À parte aspectos protocolares, que não vamos aqui dissecar, convém clarificar que JES não goza de qualquer imunidade especial enquanto ex-presidente pelos actos que praticou no exercício das suas funções. Ao contrário do que habitualmente se diz, a imunidade presidencial para actos públicos é bastante restrita, pelo que o DNIAP tem plena liberdade para o convocar, ouvir como testemunha, ou mesmo para o constituir como arguido, sem pedir autorização a qualquer órgão de soberania.

A Constituição de 2010 (CRA) prevê dois tipos de imunidades para antigos presidentes da República relativamente a potenciais crimes. A imunidade referente a crimes estranhos ao exercício das suas funções e a imunidade relativa a actos ligados às funções presidenciais.

No caso dos crimes estranhos ao exercício das suas funções, aplica-se o artigo 127.º, n.º 3 da CRA, que determina que “o Presidente da República responde perante o Tribunal Supremo, cinco anos depois de terminado o seu mandato”. Por exemplo, imaginemos que a mulher de um presidente o acusava de crime de violência doméstica, por lhe ter batido com uma garrafa de uísque vazia dentro do Palácio. Este é um crime privado, em nada ligado ao exercício das funções presidenciais. Assim, o ex-presidente seria submetido a julgamento cinco anos após o final do mandato presidencial. Subscrevemos uma interpretação restritiva deste artigo, a qual não abordaremos neste texto, uma vez que não é relevante para o caso.

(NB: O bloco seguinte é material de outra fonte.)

use std::fmt;
use std::sync::{Arc, Mutex, PoisonError};

use tracing::debug;

use book_core::model::{ActivityId, ActivityLedger, PageConfig, PageProgress, RecordOutcome};

use crate::surface::{ActivityScanner, CompletionControl, ProgressIndicator};

/// Label the page-level completion control carries while the page has not
/// been marked complete yet. Compared case-insensitively.
const MARK_AS_COMPLETED: &str = "mark as completed";

/// Tracks a reader's progress through the activities on one page and keeps
/// the progress indicator in sync.
///
/// Created exactly once per page load, after the login state is resolved.
/// Widgets report interactions through [`ProgressHandle::record_activity`];
/// the tracker re-renders on each first completion and triggers the page's
/// completion control when the ratio reaches exactly 100.
pub struct ProgressTracker {
    ledger: ActivityLedger,
    indicator: Arc<dyn ProgressIndicator>,
    completion: Arc<dyn CompletionControl>,
    logged_in: bool,
}

impl ProgressTracker {
    /// Build the tracker for the current page and render the initial state.
    ///
    /// A non-empty reported activity map in the configuration is used
    /// verbatim; otherwise the scanner discovers the page's activities. The
    /// indicator is hidden on navigation pages either way.
    #[must_use]
    pub fn new(
        config: &PageConfig,
        scanner: &dyn ActivityScanner,
        indicator: Arc<dyn ProgressIndicator>,
        completion: Arc<dyn CompletionControl>,
    ) -> Self {
        let ledger = match config.activities() {
            Some(reported) => ActivityLedger::from_reported(reported.clone()),
            None => ActivityLedger::from_discovered(scanner.scan()),
        };
        debug!(
            possible = ledger.possible(),
            completed = ledger.completed(),
            "progress ledger built"
        );

        let tracker = Self {
            ledger,
            indicator,
            completion,
            logged_in: config.session().is_logged_in(),
        };
        if config.path().is_navigation() {
            tracker.indicator.hide();
        }
        tracker.render();
        tracker
    }

    /// Publish the current counts and fill percentage to the indicator.
    pub fn render(&self) {
        let progress = self.ledger.progress();
        self.indicator
            .set_counts(progress.completed, progress.possible);
        self.indicator.set_fill(progress.percent());
        if !self.logged_in {
            self.indicator.mark_logged_out();
        }
    }

    /// Record one reader interaction with the given activity.
    ///
    /// Only the first interaction with an activity updates the indicator;
    /// repeats grow the activity's own count and nothing else. Unknown
    /// identifiers are ignored.
    pub fn record_activity(&mut self, id: &ActivityId) {
        match self.ledger.record(id) {
            RecordOutcome::Unknown => {
                debug!(activity = %id, "ignoring interaction with unknown activity");
            }
            RecordOutcome::Repeat => {}
            RecordOutcome::FirstCompletion => {
                let progress = self.ledger.progress();
                debug!(
                    activity = %id,
                    completed = progress.completed,
                    possible = progress.possible,
                    "first interaction recorded"
                );
                self.indicator
                    .set_counts(progress.completed, progress.possible);
                self.indicator.set_fill(progress.percent());
                if progress.at_capacity() && self.completion_is_pending() {
                    debug!("page fully completed, triggering completion control");
                    self.completion.complete();
                }
            }
        }
    }

    /// Returns a snapshot of the current page progress.
    #[must_use]
    pub fn progress(&self) -> PageProgress {
        self.ledger.progress()
    }

    fn completion_is_pending(&self) -> bool {
        self.completion
            .label()
            .eq_ignore_ascii_case(MARK_AS_COMPLETED)
    }
}

impl fmt::Debug for ProgressTracker {
    fn fmt(&self, f: &mut fmt::Formatter<'_>) -> fmt::Result {
        f.debug_struct("ProgressTracker")
            .field("ledger", &self.ledger)
            .field("logged_in", &self.logged_in)
            .finish_non_exhaustive()
    }
}

/// Cheap-to-clone handle to the page's shared tracker.
///
/// Each widget receives one at its own construction time and this is its
/// whole view of the tracker. Interactions are serialized; the lock is an
/// ownership-sharing device, not a concurrency claim.
#[derive(Clone)]
pub struct ProgressHandle {
    inner: Arc<Mutex<ProgressTracker>>,
}

impl ProgressHandle {
    #[must_use]
    pub fn new(tracker: ProgressTracker) -> Self {
        Self {
            inner: Arc::new(Mutex::new(tracker)),
        }
    }

    /// Record one reader interaction with the given activity.
    pub fn record_activity(&self, id: &ActivityId) {
        self.inner
            .lock()
            .unwrap_or_else(PoisonError::into_inner)
            .record_activity(id);
    }

    /// Returns a snapshot of the current page progress.
    #[must_use]
    pub fn progress(&self) -> PageProgress {
        self.inner
            .lock()
            .unwrap_or_else(PoisonError::into_inner)
            .progress()
    }
}

impl fmt::Debug for ProgressHandle {
    fn fmt(&self, f: &mut fmt::Formatter<'_>) -> fmt::Result {
        f.debug_struct("ProgressHandle").finish_non_exhaustive()
    }
}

Já em relação a crimes praticados no exercício das suas funções, como o potencial envolvimento de JES em desvios de fundos, uso inapropriado de bens públicos, abuso de poder, entre outros, a CRA contempla dois regimes distintos.

Enquanto exerce funções, o presidente está reforçadamente imune, só podendo ser demandado nos termos do artigo 129.º da CRA. Na prática, atendendo à maioria qualificada que o MPLA detinha na Assembleia Nacional durante os tempos de JES, este gozava de imunidade absoluta.

Deixando de ser presidente, há uma redução drástica das imunidades. JES apenas goza das imunidades concedidas aos deputados pelo facto de ser membro do Conselho da República (Cfr. artigos 135.º e 150.º da CRA por remissão).

Quer isto dizer que o ex-presidente pode ser convocado para depor como testemunha, nos termos da lei processual, pode ser constituído arguido e pode mesmo ser acusado da prática de crimes, sem carecer de qualquer acordo da Assembleia Nacional ou gozar que qualquer imunidade. E não é preciso deixar passar qualquer período de tempo, nem cinco anos, nem cinco dias.

A imunidade só existe para a pronúncia e prosseguimento do processo para julgamento. Neste caso, a Assembleia Nacional tem de autorizar o procedimento (artigo 150.º, n.º 3).

Sumariando, quer isto dizer que JES não goza de quaisquer imunidades naquilo que respeita ao seu dever de prestar esclarecimentos no âmbito de processos criminais em curso, podendo ser notificado e estando obrigado a prestar o depoimento nas formas prevista na lei.

José Eduardo dos Santos está em Espanha desde Abril passado. É possível que, por motivos de saúde ou por vontade própria, não regresse a Angola, remetendo-se ao auto-exílio e assim se juntando às suas filhas Isabel e Tchizé. Desse modo, o ex-presidente evitaria ser confrontado com os seus desmandos pela justiça angolana. Se for esse o caso, a família Dos Santos será uma família em fuga desesperada.

Este é o tempo da verdade em Angola. Apoiemos o funcionamento da justiça, que só agora começa a dar os primeiros passos no sentido da independência, da imparcialidade e da descoberta da verdade acerca dos últimos anos de desgoverno em Angola.